I think he will come out of this well, in his own life I mean. This whole explosion of commentary should reassure him that he isn't insane, that people do understand how his parents' attitude has been less than helpful and that he can stand up as an articulate and thoughtful young man and proceed from there, and not be seen by everyone as this hysterically portrayed "drug addict" who has thrown his life away.

Lol at mp and his good looks. I bet book and record deal and modelling contract will be forthcoming - seriously.

morningpaper · 11/03/2009 10:51

there will certainly not be a shortage of ladies of a certain age who would like him to mow their lawns

LadyGlencoraPalliser · 11/03/2009 10:56

I keep wondering how the younger two children feel about it. After all they have got to go into school or university or whatever every day and know that everyone is reading stories about the implosion of their family life written from the point of view of everyone in their family except them.

CoteDAzur · 11/03/2009 10:58

Comment on Facebook support group for Jake:

How much has this got to do with drugs or even Jake? Listen to his mum's self-pity, absorb the fact that her own dad threw her out at 17, and you see it's all about her. She doesn't know where she ends and Jake starts, which is why she doesn't see this book as a betrayal. What's been done to Jake is called "scapegoating." One child (often the oldest) is held responsible for everything 'wrong' in the family. Jake's parents go further - their golden boy can't really be to blame, so cannabis becomes the villain. I heard Julie Myerson on R4, and she hasn't a clue how she comes over. Jake seems more mature than either parent.

Had the Myersons read "Raising Boys" by Steve Biddulph or "Teenagers" by Rob Parsons they would perhaps not have made such a hash of it. For a parent to allow teenage conflict to degenerate into violence is plain wrong. Neither parent seems to see that they are at least part of the problem. In their world problems are always external to their perfect life.

motherinferior · 11/03/2009 11:11

I am now pmsl at Times report that she Denied It Three Times. D'you think a cock crowed to bring her to recantation?

Threadworm · 11/03/2009 11:12

And on the Third Day her advance will Rise Again.

edam · 11/03/2009 11:46

She certainly made sure of her 30 pieces of silver. And then some!

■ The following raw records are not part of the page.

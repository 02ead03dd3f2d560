//! End-to-end session lifecycle tests against an in-memory muxer.

use std::io;
use std::sync::atomic::{AtomicBool, Ordering};
use std::sync::Arc;
use std::thread;

use parking_lot::Mutex;
use sensor_recorder::mux::{MuxerFactory, MuxerProcess, StreamSink, StreamSpec};
use sensor_recorder::{
    RecorderError, RecorderStatus, RecordingConfig, RecordingSession, SensorChannel,
    SensorControl, SensorDescriptor, SensorEvent, SensorKind, SessionState, SourceId,
    WakeupPolicy,
};

const MS: i64 = 1_000_000; // nanoseconds

#[derive(Default)]
struct SinkState {
    data: Vec<u8>,
    closes: usize,
    fail_writes: bool,
}

struct MemorySink(Arc<Mutex<SinkState>>);

impl StreamSink for MemorySink {
    fn write_frame(&mut self, frame: &[u8]) -> io::Result<()> {
        let mut state = self.0.lock();
        if state.fail_writes {
            return Err(io::Error::new(io::ErrorKind::BrokenPipe, "sink broken"));
        }
        state.data.extend_from_slice(frame);
        Ok(())
    }

    fn close(&mut self) -> io::Result<()> {
        self.0.lock().closes += 1;
        Ok(())
    }
}

struct MemoryMuxer {
    sinks: Vec<Arc<Mutex<SinkState>>>,
}

impl MuxerProcess for MemoryMuxer {
    fn take_sink(&mut self, index: usize) -> Result<Box<dyn StreamSink>, RecorderError> {
        Ok(Box::new(MemorySink(Arc::clone(&self.sinks[index]))))
    }

    fn wait(&mut self) -> io::Result<()> {
        Ok(())
    }
}

/// Factory that exposes every spawned sink to the test.
#[derive(Default)]
struct MemoryMuxerFactory {
    sinks: Mutex<Vec<Arc<Mutex<SinkState>>>>,
    tags: Mutex<Vec<(String, String)>>,
    spawned: Mutex<usize>,
}

impl MemoryMuxerFactory {
    fn sink(&self, index: usize) -> Arc<Mutex<SinkState>> {
        Arc::clone(&self.sinks.lock()[index])
    }
}

impl MuxerFactory for MemoryMuxerFactory {
    fn spawn(
        &self,
        streams: &[StreamSpec],
        tags: &[(String, String)],
    ) -> Result<Box<dyn MuxerProcess>, RecorderError> {
        let sinks: Vec<_> = streams
            .iter()
            .map(|_| Arc::new(Mutex::new(SinkState::default())))
            .collect();
        *self.sinks.lock() = sinks.clone();
        *self.tags.lock() = tags.to_vec();
        *self.spawned.lock() += 1;
        Ok(Box::new(MemoryMuxer { sinks }))
    }
}

/// Host-side control that answers flush requests with an immediate
/// flush-completed signal, the way a drained hardware queue would.
#[derive(Default)]
struct TestControl {
    channels: Mutex<Vec<Arc<SensorChannel>>>,
    flushed: Mutex<Vec<SourceId>>,
    unregistered: Mutex<Vec<SourceId>>,
}

impl TestControl {
    fn adopt(&self, channels: &[Arc<SensorChannel>]) {
        self.channels.lock().extend(channels.iter().cloned());
    }
}

impl SensorControl for TestControl {
    fn flush(&self, source: SourceId) {
        self.flushed.lock().push(source);
        if let Some(channel) = self
            .channels
            .lock()
            .iter()
            .find(|c| c.source_id() == source)
        {
            channel.flush_completed();
        }
    }

    fn unregister(&self, source: SourceId) {
        self.unregistered.lock().push(source);
    }
}

fn descriptors() -> Vec<SensorDescriptor> {
    vec![
        SensorDescriptor::new(SourceId(0), SensorKind::Accelerometer, "accelerometer")
            .with_wakeup(true)
            .with_fifo_depth(100),
        SensorDescriptor::new(SourceId(1), SensorKind::Light, "light"),
    ]
}

fn event(source: SourceId, timestamp_ns: i64, values: &[f32]) -> SensorEvent {
    SensorEvent { source, timestamp_ns, values: values.to_vec() }
}

fn session() -> (RecordingSession, Arc<TestControl>, Arc<MemoryMuxerFactory>) {
    let control = Arc::new(TestControl::default());
    let factory = Arc::new(MemoryMuxerFactory::default());
    let session = RecordingSession::new(
        RecordingConfig::default(),
        Arc::<TestControl>::clone(&control),
        Arc::<MemoryMuxerFactory>::clone(&factory),
    );
    (session, control, factory)
}

/// Push the first event of each source from its own thread, as the hardware
/// would, and wait until the barrier has released them all.
fn resolve_barrier(session: &RecordingSession, firsts: &[(SourceId, i64, Vec<f32>)]) {
    let workers: Vec<_> = firsts
        .iter()
        .map(|(source, ts, values)| {
            let channel = session.channel(*source).unwrap();
            let event = event(*source, *ts, values);
            thread::spawn(move || channel.push(&event))
        })
        .collect();
    for worker in workers {
        worker.join().unwrap();
    }
}

#[test]
fn test_full_lifecycle() {
    let (mut session, control, factory) = session();
    assert_eq!(session.state(), SessionState::Idle);

    session.start(&descriptors()).unwrap();
    assert_eq!(session.state(), SessionState::Starting);
    assert_eq!(session.status(), RecorderStatus::Preparing);
    control.adopt(session.channels());

    // barrier resolves at the maximum of the first timestamps
    resolve_barrier(
        &session,
        &[
            (SourceId(0), 100 * MS, vec![0.0; 3]),
            (SourceId(1), 250 * MS, vec![0.0]),
        ],
    );
    assert_eq!(session.state(), SessionState::Recording);
    assert_eq!(session.status(), RecorderStatus::Recording);

    // accelerometer first event (100ms) predates the 250ms start instant
    let accel = session.channel(SourceId(0)).unwrap();
    let light = session.channel(SourceId(1)).unwrap();
    assert_eq!(accel.samples_written(), 0);
    assert_eq!(light.samples_written(), 1);

    // steady 50 Hz delivery on both channels
    for i in 1..=10 {
        accel.push(&event(SourceId(0), (250 + 20 * i) * MS, &[1.0, 2.0, 3.0]));
        light.push(&event(SourceId(1), (250 + 20 * i) * MS, &[42.0]));
    }
    assert_eq!(accel.samples_written(), 10);
    assert_eq!(light.samples_written(), 11);

    let summary = session.stop().expect("active session yields a summary");
    assert_eq!(session.state(), SessionState::Idle);
    assert_eq!(session.status(), RecorderStatus::Stopped);
    assert_eq!(summary.start_instant_ns, Some(250 * MS));
    assert_eq!(summary.streams.len(), 2);
    assert_eq!(summary.streams[0].samples, 10);
    assert_eq!(summary.streams[1].samples, 11);
    assert!(!summary.streams[0].failed);

    // every sink closed exactly once, all output in whole frames
    for (index, frame_len) in [(0, 12), (1, 4)] {
        let sink = factory.sink(index);
        let sink = sink.lock();
        assert_eq!(sink.closes, 1);
        assert_eq!(sink.data.len() % frame_len, 0);
    }
    assert_eq!(control.flushed.lock().len(), 2);

    // stop is idempotent: no second close, no error
    assert!(session.stop().is_none());
    assert_eq!(factory.sink(0).lock().closes, 1);
}

#[test]
fn test_start_while_active_is_a_noop() {
    let (mut session, control, factory) = session();
    session.start(&descriptors()).unwrap();
    control.adopt(session.channels());

    session.start(&descriptors()).unwrap();
    assert_eq!(*factory.spawned.lock(), 1);
    assert_eq!(session.state(), SessionState::Starting);

    session.stop();
}

#[test]
fn test_sink_failure_does_not_stop_siblings() {
    let (mut session, control, factory) = session();
    session.start(&descriptors()).unwrap();
    control.adopt(session.channels());
    resolve_barrier(
        &session,
        &[
            (SourceId(0), 0, vec![0.0; 3]),
            (SourceId(1), 0, vec![0.0]),
        ],
    );

    factory.sink(0).lock().fail_writes = true;

    let accel = session.channel(SourceId(0)).unwrap();
    let light = session.channel(SourceId(1)).unwrap();
    accel.push(&event(SourceId(0), 20 * MS, &[1.0; 3]));
    assert!(accel.is_failed());
    assert_eq!(control.unregistered.lock().as_slice(), &[SourceId(0)]);

    // the sibling keeps recording
    for i in 1..=5 {
        light.push(&event(SourceId(1), 20 * i * MS, &[1.0]));
    }
    assert_eq!(light.samples_written(), 6);

    let summary = session.stop().unwrap();
    assert!(summary.streams[0].failed);
    assert!(!summary.streams[1].failed);
    assert_eq!(summary.streams[1].samples, 6);
    // the broken sink is dropped without a close; the healthy one closes once
    assert_eq!(factory.sink(0).lock().closes, 0);
    assert_eq!(factory.sink(1).lock().closes, 1);
}

#[test]
fn test_stop_releases_a_stuck_barrier() {
    let (mut session, control, _factory) = session();
    session.start(&descriptors()).unwrap();
    control.adopt(session.channels());

    // only one of two sources ever reports; its push stays blocked
    let accel = session.channel(SourceId(0)).unwrap();
    let blocked = thread::spawn(move || {
        accel.push(&event(SourceId(0), 100 * MS, &[1.0; 3]));
    });

    while session.state() != SessionState::Starting {
        thread::yield_now();
    }
    let summary = session.stop().expect("stop must not deadlock");
    blocked.join().unwrap();

    assert_eq!(session.state(), SessionState::Idle);
    assert_eq!(summary.start_instant_ns, None);
    assert!(summary.streams.iter().all(|s| s.samples == 0));
}

#[test]
fn test_stuck_session_still_closes_sinks() {
    let (mut session, control, factory) = session();
    session.start(&descriptors()).unwrap();
    control.adopt(session.channels());

    session.stop().unwrap();
    assert_eq!(factory.sink(0).lock().closes, 1);
    assert_eq!(factory.sink(1).lock().closes, 1);
}

#[test]
fn test_wakeup_policy() {
    let no_wakeup = vec![SensorDescriptor::new(
        SourceId(0),
        SensorKind::Gyroscope,
        "gyroscope",
    )];

    let (mut session, _control, _factory) = session();
    assert!(matches!(
        session.start(&no_wakeup),
        Err(RecorderError::NoWakeupSource)
    ));
    assert_eq!(session.state(), SessionState::Idle);

    let control = Arc::new(TestControl::default());
    let factory = Arc::new(MemoryMuxerFactory::default());
    let config = RecordingConfig {
        wakeup_policy: WakeupPolicy::Warn,
        ..RecordingConfig::default()
    };
    let mut lenient = RecordingSession::new(config, control.clone(), factory);
    lenient.start(&no_wakeup).unwrap();
    assert_eq!(lenient.state(), SessionState::Starting);
    control.adopt(lenient.channels());
    lenient.stop();
}

#[test]
fn test_unknown_sensor_aborts_start() {
    let (mut session, _control, _factory) = session();
    let descriptors = vec![
        SensorDescriptor::new(SourceId(0), SensorKind::Accelerometer, "accelerometer")
            .with_wakeup(true),
        SensorDescriptor::new(SourceId(1), SensorKind::Other("step counter".into()), "steps"),
    ];
    assert!(matches!(
        session.start(&descriptors),
        Err(RecorderError::UnsupportedSensor(name)) if name == "steps"
    ));
    assert_eq!(session.state(), SessionState::Idle);
}

#[test]
fn test_duplicate_source_ids_abort_start() {
    let (mut session, _control, _factory) = session();
    let descriptors = vec![
        SensorDescriptor::new(SourceId(3), SensorKind::Accelerometer, "a").with_wakeup(true),
        SensorDescriptor::new(SourceId(3), SensorKind::Gyroscope, "b"),
    ];
    assert!(matches!(
        session.start(&descriptors),
        Err(RecorderError::DuplicateSource(SourceId(3)))
    ));
    assert_eq!(session.state(), SessionState::Idle);
}

#[test]
fn test_empty_descriptor_list_aborts_start() {
    let (mut session, _control, _factory) = session();
    assert!(matches!(session.start(&[]), Err(RecorderError::NoSources)));
    assert_eq!(session.state(), SessionState::Idle);
}

#[test]
fn test_muxer_receives_session_tags() -> anyhow::Result<()> {
    let (mut session, control, factory) = session();
    session.start(&descriptors())?;
    control.adopt(session.channels());

    let tags = factory.tags.lock().clone();
    let keys: Vec<&str> = tags.iter().map(|(k, _)| k.as_str()).collect();
    assert_eq!(
        keys,
        ["recorder", "device_id", "platform", "fingerprint", "beginning"]
    );
    let beginning = &tags
        .iter()
        .find(|(k, _)| k == "beginning")
        .ok_or_else(|| anyhow::anyhow!("missing beginning tag"))?
        .1;
    // minute-precision ISO-8601 UTC, e.g. 2026-08-07T16:04Z
    assert_eq!(beginning.len(), 17);
    assert!(beginning.ends_with('Z'));
    assert!(beginning.contains('T'));

    session.stop();
    Ok(())
}

#[test]
fn test_session_events() {
    let (mut session, control, _factory) = session();
    let mut events = session.subscribe();

    session.start(&descriptors()).unwrap();
    control.adopt(session.channels());
    resolve_barrier(
        &session,
        &[
            (SourceId(0), 10 * MS, vec![0.0; 3]),
            (SourceId(1), 30 * MS, vec![0.0]),
        ],
    );
    session.stop().unwrap();

    match events.try_recv().unwrap() {
        sensor_recorder::SessionEvent::Started { start_instant_ns } => {
            assert_eq!(start_instant_ns, 30 * MS)
        }
        other => panic!("expected Started, got {:?}", other),
    }
    assert!(matches!(
        events.try_recv().unwrap(),
        sensor_recorder::SessionEvent::Stopped
    ));
}

/// A channel whose flush signal arrives only after stop() has begun
/// waiting for it: stop must block until the signal, then close cleanly.
#[test]
fn test_stop_waits_for_late_flush_signal() {
    struct LateFlushControl {
        channels: Mutex<Vec<Arc<SensorChannel>>>,
        flush_requested: Arc<AtomicBool>,
    }

    impl SensorControl for LateFlushControl {
        fn flush(&self, source: SourceId) {
            // signal completion from another thread, after a delay
            let channel = self
                .channels
                .lock()
                .iter()
                .find(|c| c.source_id() == source)
                .cloned();
            self.flush_requested.store(true, Ordering::SeqCst);
            if let Some(channel) = channel {
                thread::spawn(move || {
                    thread::sleep(std::time::Duration::from_millis(50));
                    channel.flush_completed();
                });
            }
        }

        fn unregister(&self, _source: SourceId) {}
    }

    let control = Arc::new(LateFlushControl {
        channels: Mutex::new(Vec::new()),
        flush_requested: Arc::new(AtomicBool::new(false)),
    });
    let factory = Arc::new(MemoryMuxerFactory::default());
    let mut session = RecordingSession::new(
        RecordingConfig::default(),
        control.clone(),
        Arc::<MemoryMuxerFactory>::clone(&factory),
    );

    let descriptors = vec![SensorDescriptor::new(
        SourceId(0),
        SensorKind::Accelerometer,
        "accelerometer",
    )
    .with_wakeup(true)];
    session.start(&descriptors).unwrap();
    control.channels.lock().extend(session.channels().iter().cloned());

    let accel = session.channel(SourceId(0)).unwrap();
    accel.push(&event(SourceId(0), 0, &[1.0; 3]));

    let summary = session.stop().unwrap();
    assert!(control.flush_requested.load(Ordering::SeqCst));
    assert_eq!(summary.streams[0].samples, 1);
    assert_eq!(factory.sink(0).lock().closes, 1);
}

LadyGlencoraPalliser · 11/03/2009 11:50

She'll need it to pay for the family therapy. Hold it, I feel a book proposal coming on.

frogs · 11/03/2009 11:51

Book proposal:

"My struggle with the hell that is narcissism".

motherinferior · 11/03/2009 11:56

Can I also point out she is saying in the Times that no book has had this much fuss since the SATANIC VERSES?

Er, Juliebabe, this is some criticism of the fact you've hung your kids out to dry. Last time I looked, Mr Rushdie had a rather greater problem.

edam · 11/03/2009 12:07

Well, you know, I'd love to stage a book burning demo, but I'm completely tied up until April...

salome64 · 11/03/2009 12:08

can we expect a Heather Mills moment on the GMTV sofa?

morningpaper · 11/03/2009 12:20

lolol @ satanic verses

Hmm I'm not sure that you can compare a international and religious displomatic crisis with the annoyance of a few housewives and some pot-heads on the Guardian talkboards

ahundredtimes · 11/03/2009 12:24

Oh my. I've just read that Times piece, and the extract. It made my blood run cold. Salome is absolutely right about her. In the extract it was all about 'writing' and 'understanding writing' and nothing whatsoever to do with the responsibility of being a grown-up and a parent. She even says she felt like a 'child' walking with him. She wants his love, she wants, wants, wants. That was scary. I don't want to think about any of this anymore.